# Champagne Miniatures?



## Cowgirl Up (Aug 30, 2008)

I love Champagne in all its forms and combinations.

If you have a Champagne Miniature, please show them off here! I would love to see them.


----------



## ANDROMEDA FARM (Aug 30, 2008)

This is a photo of my champagne filly. She is "Andromeda Champagne N Roses". I do not take great photos, & the picture does not do her justice. She is AMHA, AMHR, & ICHR registered.


----------



## Cowgirl Up (Aug 31, 2008)

What a pretty girl! Thank you for sharing her.


----------



## Margaret (Aug 31, 2008)

Hello, These foals are just a few I have confirmed thru the ICHR as Champagne, of our Classic 30" Champagne stallion.
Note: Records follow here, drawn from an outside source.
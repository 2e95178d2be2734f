// SPDX-FileCopyrightText: 2025-2026 Zexin Yuan <aim@yzx9.xyz>
//
// SPDX-License-Identifier: Apache-2.0

use std::{error::Error, path::PathBuf};

use clap::{ArgMatches, Command};
use hdaycal_core::{Config, Document, sort_indices};

use crate::arg::{CommonArgs, OutputFormat};
use crate::event_formatter::{EventFormatter, EventRow};
use crate::io::read_document;

#[derive(Debug, Clone)]
pub struct CmdList {
    pub file: Option<PathBuf>,
    pub output_format: OutputFormat,
}

impl CmdList {
    pub const NAME: &str = "list";

    pub fn command() -> Command {
        Command::new(Self::NAME)
            .alias("ls")
            .about("List the events of an hday file in display order")
            .arg(CommonArgs::file())
            .arg(CommonArgs::output_format())
    }

    pub fn from(matches: &ArgMatches) -> Self {
        Self {
            file: CommonArgs::get_file(matches),
            output_format: CommonArgs::get_output_format(matches),
        }
    }

    pub fn run(self, config: &Config) -> Result<(), Box<dyn Error>> {
        tracing::debug!(?self, "listing events...");
        let path = config.resolve_document(self.file.as_deref())?;
        let (doc, _) = read_document(&path)?;
        println!("{}", self.render(&doc));
        Ok(())
    }

    fn render(&self, doc: &Document) -> String {
        let rows: Vec<EventRow<'_>> = sort_indices(&doc.events)
            .into_iter()
            .filter_map(|index| {
                doc.events
                    .get(index)
                    .map(|event| EventRow { index, event })
            })
            .collect();

        EventFormatter::new()
            .with_output_format(self.output_format)
            .format(&rows)
            .to_string()
    }
}
// SPDX-FileCopyrightText: 2025-2026 Zexin Yuan <aim@yzx9.xyz>
//
// SPDX-License-Identifier: Apache-2.0

use std::{error::Error, fs, path::Path};

use hdaycal_core::{Document, ParseWarning};

/// Reads and parses an hday file.
#[tracing::instrument]
pub fn read_document(path: &Path) -> Result<(Document, Vec<ParseWarning>), Box<dyn Error>> {
    let text = fs::read_to_string(path)
        .map_err(|e| format!("Failed to read hday file at {}: {}", path.display(), e))?;
    Ok(Document::parse_with_warnings(&text))
}

/// Replaces the file content, going through a temporary file next to it so
/// a failed write leaves the original intact.
#[tracing::instrument(skip(text))]
pub fn write_document(path: &Path, text: &str) -> Result<(), Box<dyn Error>> {
    let tmp = path.with_extension("hday.tmp");
    let result = fs::write(&tmp, text)
        .map_err(|e| format!("Failed to write hday file at {}: {}", tmp.display(), e))
        .and_then(|()| {
            fs::rename(&tmp, path)
                .map_err(|e| format!("Failed to replace hday file at {}: {}", path.display(), e))
        });
    if result.is_err()
        && let Err(e) = fs::remove_file(&tmp)
    {
        tracing::debug!(path = %tmp.display(), err = %e, "temporary file not removed");
    }
    Ok(result?)
}

#[cfg(test)]
mod tests {
    use tempfile::TempDir;

    use super::*;

    #[test]
    fn writes_and_reads_back() {
        let dir = TempDir::new().unwrap();
        let path = dir.path().join("team.hday");
        write_document(&path, "bd1 # Mondays\n").unwrap();

        let (doc, warnings) = read_document(&path).unwrap();
        assert_eq!(doc.raw, "bd1 # Mondays\n");
        assert_eq!(doc.len(), 1);
        assert!(warnings.is_empty());
        assert!(!path.with_extension("hday.tmp").exists());
    }

    #[test]
    fn failed_replace_removes_temporary_file() {
        let dir = TempDir::new().unwrap();
        let path = dir.path().join("team.hday");
        fs::create_dir(&path).unwrap();
        fs::write(path.join("keep"), "").unwrap();

        let err = write_document(&path, "bd1\n").unwrap_err();
        assert!(err.to_string().starts_with("Failed to replace hday file"));
        assert!(!path.with_extension("hday.tmp").exists());
        assert!(path.join("keep").exists());
    }

    #[test]
    fn missing_file_is_an_error() {
        let dir = TempDir::new().unwrap();
        let err = read_document(&dir.path().join("missing.hday")).unwrap_err();
        assert!(err.to_string().starts_with("Failed to read hday file"));
    }
}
The first is an 08 colt is an Overo/tovero Pinto Champagne on splashed white, named Max.

He started out with bright blue eyes, and we weren’t positive he got the champagne gene, until they turned green.

(










The second is a 6 month old 08 Gold Champagne filly named Amira.
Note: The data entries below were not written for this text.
// SPDX-FileCopyrightText: 2025-2026 Zexin Yuan <aim@yzx9.xyz>
//
// SPDX-License-Identifier: Apache-2.0

use hdaycal_format::{Event, FormatError, FormatOptions, ParseWarning, parse_with_warnings, to_line};

/// An hday document: the last known text and the events parsed from it.
///
/// `raw` is authoritative until the first edit. Every edit returns a new
/// document whose `raw` is regenerated from `events`, so a caller holding the
/// previous value (for undo, say) keeps seeing it unchanged.
#[derive(Debug, Clone, Default, PartialEq, Eq, serde::Serialize, serde::Deserialize)]
pub struct Document {
    /// Full text of the document.
    pub raw: String,

    /// Events in document order.
    pub events: Vec<Event>,
}

/// Errors from editing a [`Document`].
#[non_exhaustive]
#[derive(Debug, thiserror::Error)]
pub enum DocumentError {
    /// No event at the given position.
    #[error("no event at index {index}, the document has {len} events")]
    IndexOutOfRange {
        /// Requested position.
        index: usize,
        /// Number of events.
        len: usize,
    },

    /// The events cannot be written back as text.
    #[error(transparent)]
    Format(#[from] FormatError),
}

impl Document {
    /// Parses `text` into a document, logging recoverable problems.
    #[must_use]
    pub fn parse(text: &str) -> Self {
        Self::parse_with_warnings(text).0
    }

    /// Parses `text` and returns the warnings alongside the document.
    #[must_use]
    pub fn parse_with_warnings(text: &str) -> (Self, Vec<ParseWarning>) {
        let parsed = parse_with_warnings(text);
        tracing::debug!(
            events = parsed.events.len(),
            warnings = parsed.warnings.len(),
            "parsed hday document"
        );
        let doc = Self {
            raw: text.to_owned(),
            events: parsed.events,
        };
        (doc, parsed.warnings)
    }

    /// Builds a document from events, generating `raw` and refreshing each
    /// event's `raw` to its canonical line.
    ///
    /// ## Errors
    ///
    /// Fails if an event cannot be formatted, see [`to_line`].
    pub fn from_events(events: Vec<Event>) -> Result<Self, DocumentError> {
        let events = events
            .into_iter()
            .map(|event| {
                let line = to_line(&event)?;
                Ok(event.with_raw(line))
            })
            .collect::<Result<Vec<_>, FormatError>>()?;

        let raw = FormatOptions::default().write_to_string(&events)?;
        Ok(Self { raw, events })
    }

    /// Number of events.
    #[must_use]
    pub fn len(&self) -> usize {
        self.events.len()
    }

    /// Whether the document has no events.
    #[must_use]
    pub fn is_empty(&self) -> bool {
        self.events.is_empty()
    }

    /// Returns a new document with the event at `index` replaced.
    ///
    /// ## Errors
    ///
    /// Fails if `index` is out of range or formatting fails.
    pub fn replace_event(&self, index: usize, event: Event) -> Result<Self, DocumentError> {
        self.check_index(index)?;
        let events = self
            .events
            .iter()
            .enumerate()
            .map(|(i, e)| if i == index { event.clone() } else { e.clone() })
            .collect();
        Self::from_events(events)
    }

    /// Returns a new document with `event` appended.
    ///
    /// ## Errors
    ///
    /// Fails if formatting fails.
    pub fn push_event(&self, event: Event) -> Result<Self, DocumentError> {
        let mut events = self.events.clone();
        events.push(event);
        Self::from_events(events)
    }

    /// Returns a new document without the event at `index`.
    ///
    /// ## Errors
    ///
    /// Fails if `index` is out of range or formatting fails.
    pub fn remove_event(&self, index: usize) -> Result<Self, DocumentError> {
        self.check_index(index)?;
        let events = self
            .events
            .iter()
            .enumerate()
            .filter(|(i, _)| *i != index)
            .map(|(_, e)| e.clone())
            .collect();
        Self::from_events(events)
    }

    /// Returns the canonical text of the events.
    ///
    /// ## Errors
    ///
    /// Fails if an event cannot be formatted.
    pub fn to_text(&self, options: FormatOptions) -> Result<String, DocumentError> {
        Ok(options.write_to_string(&self.events)?)
    }

    fn check_index(&self, index: usize) -> Result<(), DocumentError> {
        if index < self.events.len() {
            Ok(())
        } else {
            Err(DocumentError::IndexOutOfRange {
                index,
                len: self.events.len(),
            })
        }
    }
}
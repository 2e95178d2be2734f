// SPDX-FileCopyrightText: 2025-2026 Zexin Yuan <aim@yzx9.xyz>
//
// SPDX-License-Identifier: Apache-2.0

use hdaycal_format::{
    DateError, Event, EventKind, Flag, FlagFamily, HalfDay, TypeFlag, collapse_type_flags,
    format_hday_date, parse_hday_date,
};
use jiff::civil::Weekday;

/// When a drafted event takes place, as entered by a user.
#[derive(Debug, Clone, PartialEq, Eq)]
pub enum DraftWhen {
    /// A date range. An empty `end` means a single day.
    Range {
        /// First day, `YYYY/MM/DD`.
        start: String,
        /// Last day, `YYYY/MM/DD` or empty.
        end: String,
    },

    /// A weekday, 1 (Monday) to 7 (Sunday).
    Weekly {
        /// ISO weekday number.
        weekday: i8,
    },
}

/// Draft for an event, used for creating and editing events.
///
/// A draft holds exactly one category. The implicit holiday is the
/// [`TypeFlag::Holiday`] category and never appears among the flags.
#[derive(Debug, Clone, PartialEq, Eq)]
pub struct EventDraft {
    /// Dates or weekday.
    pub when: DraftWhen,

    /// The title, may be empty.
    pub title: String,

    /// The single category of the event.
    pub category: TypeFlag,

    /// Full or half day.
    pub half_day: HalfDay,

    /// Location flags.
    pub locations: Vec<Flag>,
}

/// Validation failures of an [`EventDraft`].
#[non_exhaustive]
#[derive(Debug, Clone, PartialEq, Eq, thiserror::Error)]
pub enum DraftError {
    /// A date is malformed or does not exist.
    #[error(transparent)]
    InvalidDate(#[from] DateError),

    /// The range ends before it starts.
    #[error("the range ends ({end}) before it starts ({start})")]
    InvertedRange {
        /// Start as entered.
        start: String,
        /// End as entered.
        end: String,
    },

    /// The weekday is not between 1 and 7.
    #[error("weekday {0} is outside 1 (Monday) ..= 7 (Sunday)")]
    InvalidWeekday(i8),

    /// A flag in `locations` is not a location flag.
    #[error("'{0}' is not a location flag")]
    NotALocation(Flag),

    /// Unknown lines have no fields to edit.
    #[error("unrecognized lines cannot be edited, only deleted")]
    NotEditable,
}

impl EventDraft {
    /// An empty single-day holiday draft on `start`.
    #[must_use]
    pub fn new(start: impl Into<String>) -> Self {
        Self {
            when: DraftWhen::Range {
                start: start.into(),
                end: String::new(),
            },
            title: String::new(),
            category: TypeFlag::default(),
            half_day: HalfDay::default(),
            locations: Vec::new(),
        }
    }

    /// Loads an event into a draft for editing.
    ///
    /// If the event carries several type flags, only the one with the
    /// highest priority survives.
    ///
    /// ## Errors
    ///
    /// Returns [`DraftError::NotEditable`] for unknown lines.
    pub fn from_event(event: &Event) -> Result<Self, DraftError> {
        let when = match event.kind {
            EventKind::Range { start, end } => DraftWhen::Range {
                start: format_hday_date(start),
                end: format_hday_date(end),
            },
            EventKind::Weekly { weekday } => DraftWhen::Weekly {
                weekday: weekday.to_monday_one_offset(),
            },
            EventKind::Unknown => return Err(DraftError::NotEditable),
        };

        let flags = collapse_type_flags(event.flags.as_slice());
        let category = flags
            .iter()
            .find_map(|f| f.type_flag())
            .unwrap_or_default();
        let locations = flags
            .iter()
            .copied()
            .filter(|f| f.family() == FlagFamily::Location)
            .collect();

        Ok(Self {
            when,
            title: event.title.clone(),
            category,
            half_day: event.flags.half_day(),
            locations,
        })
    }

    /// Validates the draft and builds the event.
    ///
    /// ## Errors
    ///
    /// Fails on malformed or impossible dates, inverted ranges, weekdays
    /// outside 1..=7 and non-location flags in `locations`.
    pub fn build(&self) -> Result<Event, DraftError> {
        let event = match &self.when {
            DraftWhen::Range { start, end } => {
                let first = parse_hday_date(start.trim())?;
                let last = match end.trim() {
                    "" => first,
                    end => parse_hday_date(end)?,
                };
                if last < first {
                    return Err(DraftError::InvertedRange {
                        start: start.clone(),
                        end: end.clone(),
                    });
                }
                Event::range(first, last)
            }
            DraftWhen::Weekly { weekday } => {
                let day = Weekday::from_monday_one_offset(*weekday)
                    .map_err(|_| DraftError::InvalidWeekday(*weekday))?;
                Event::weekly(day)
            }
        };

        if let Some(flag) = self
            .locations
            .iter()
            .find(|f| f.family() != FlagFamily::Location)
        {
            return Err(DraftError::NotALocation(*flag));
        }

        let flags: Vec<Flag> = self
            .half_day
            .flag()
            .into_iter()
            .chain(Some(self.category.flag()))
            .chain(self.locations.iter().copied())
            .collect();

        Ok(event
            .with_title(self.title.trim())
            .with_flags(collapse_type_flags(&flags)))
    }
}

#[cfg(test)]
mod tests {
    use hdaycal_format::{parse, to_line};
    use jiff::civil::date;

    use super::*;

    #[test]
    fn builds_single_day_holiday() {
        let event = EventDraft::new("2025/07/14").build().unwrap();
        assert_eq!(event.start(), Some(date(2025, 7, 14)));
        assert_eq!(event.end(), Some(date(2025, 7, 14)));
        assert_eq!(event.flags.as_slice(), [Flag::Holiday]);
        assert_eq!(to_line(&event).unwrap(), "2025/07/14");
    }

    #[test]
    fn builds_flagged_range() {
        let draft = EventDraft {
            when: DraftWhen::Range {
                start: "2025/09/01".to_string(),
                end: "2025/09/05".to_string(),
            },
            title: "  Conference ".to_string(),
            category: TypeFlag::Business,
            half_day: HalfDay::Afternoon,
            locations: vec![Flag::CanFly],
        };
        let event = draft.build().unwrap();
        assert_eq!(
            to_line(&event).unwrap(),
            "pbf2025/09/01-2025/09/05 # Conference"
        );
    }

    #[test]
    fn rejects_inverted_ranges() {
        let draft = EventDraft {
            when: DraftWhen::Range {
                start: "2025/09/05".to_string(),
                end: "2025/09/01".to_string(),
            },
            ..EventDraft::new("")
        };
        assert!(matches!(
            draft.build(),
            Err(DraftError::InvertedRange { .. })
        ));
    }

    #[test]
    fn rejects_invalid_input() {
        let draft = EventDraft::new("2025/02/30");
        assert!(matches!(
            draft.build(),
            Err(DraftError::InvalidDate(DateError::Calendar(_)))
        ));

        let draft = EventDraft {
            when: DraftWhen::Weekly { weekday: 0 },
            ..EventDraft::new("")
        };
        assert_eq!(draft.build(), Err(DraftError::InvalidWeekday(0)));

        let draft = EventDraft {
            locations: vec![Flag::Ill],
            ..EventDraft::new("2025/01/01")
        };
        assert_eq!(draft.build(), Err(DraftError::NotALocation(Flag::Ill)));
    }

    #[test]
    fn editing_collapses_type_flags() {
        let events = parse("uib2025/04/01 # Mixed");
        let draft = EventDraft::from_event(&events[0]).unwrap();
        assert_eq!(draft.category, TypeFlag::Business);

        let rebuilt = draft.build().unwrap();
        assert_eq!(to_line(&rebuilt).unwrap(), "b2025/04/01 # Mixed");
    }

    #[test]
    fn editing_strips_implicit_holiday() {
        let events = parse("anw2025/04/01-2025/04/02");
        let draft = EventDraft::from_event(&events[0]).unwrap();
        assert_eq!(draft.category, TypeFlag::Holiday);
        assert_eq!(draft.half_day, HalfDay::Morning);
        assert_eq!(draft.locations, [Flag::NoFly, Flag::Onsite]);

        let rebuilt = draft.build().unwrap();
        assert!(rebuilt.same_content(&events[0]));
    }

    #[test]
    fn edits_weekly_events() {
        let events = parse("kd2");
        let mut draft = EventDraft::from_event(&events[0]).unwrap();
        assert_eq!(draft.when, DraftWhen::Weekly { weekday: 2 });

        draft.when = DraftWhen::Weekly { weekday: 4 };
        draft.half_day = HalfDay::Full;
        assert_eq!(to_line(&draft.build().unwrap()).unwrap(), "kd4");
    }

    #[test]
    fn unknown_lines_are_not_editable() {
        let events = parse("what is this");
        assert_eq!(
            EventDraft::from_event(&events[0]),
            Err(DraftError::NotEditable)
        );
    }
}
And the third is a Chassic Champagne Colt we call Thunder, just born a month ago..

(I wish I had current photo's of him, as this was taken just a few days after birth)






Sorry the photo's are so big, lol


----------



## CyndiD (Aug 31, 2008)

Here is my champagne stallion, Rico...aka.."Ricky"...

He is a 2 yr. old this year.

I am so behind in getting decent photos, this doesn`t do him justice!!


----------



## Cowgirl Up (Aug 31, 2008)

Beautiful! Thank you for sharing them.


----------



## Reignmaker Miniatures (Sep 2, 2008)

CyndiD, I am curious if your pretty guy has been tested or not? I am wondering because I have a recently gelded 5 year old that could be his twin colour wise. My guy is a buckskin colour (for lack of a better description) with chocolate points and amber eyes that were blue as a weanling when I got him, but his skin appears black. He sired 2 foals before I had him gelded, a bay filly and a buckskin colt (from a buckskin mare) with one blue eye. I am not an expert on colour genes by any means but I felt because his skin was black he was not champagne (thus I didn't have him tested). I can't tell from the pictures if your colt has black skin or not altho it appears to be quite dark.


----------



## SWA (Sep 2, 2008)

Here is our Gray Champagne mare, Rose.















Here is our Gold Champagne Pinto stallion, Rolex.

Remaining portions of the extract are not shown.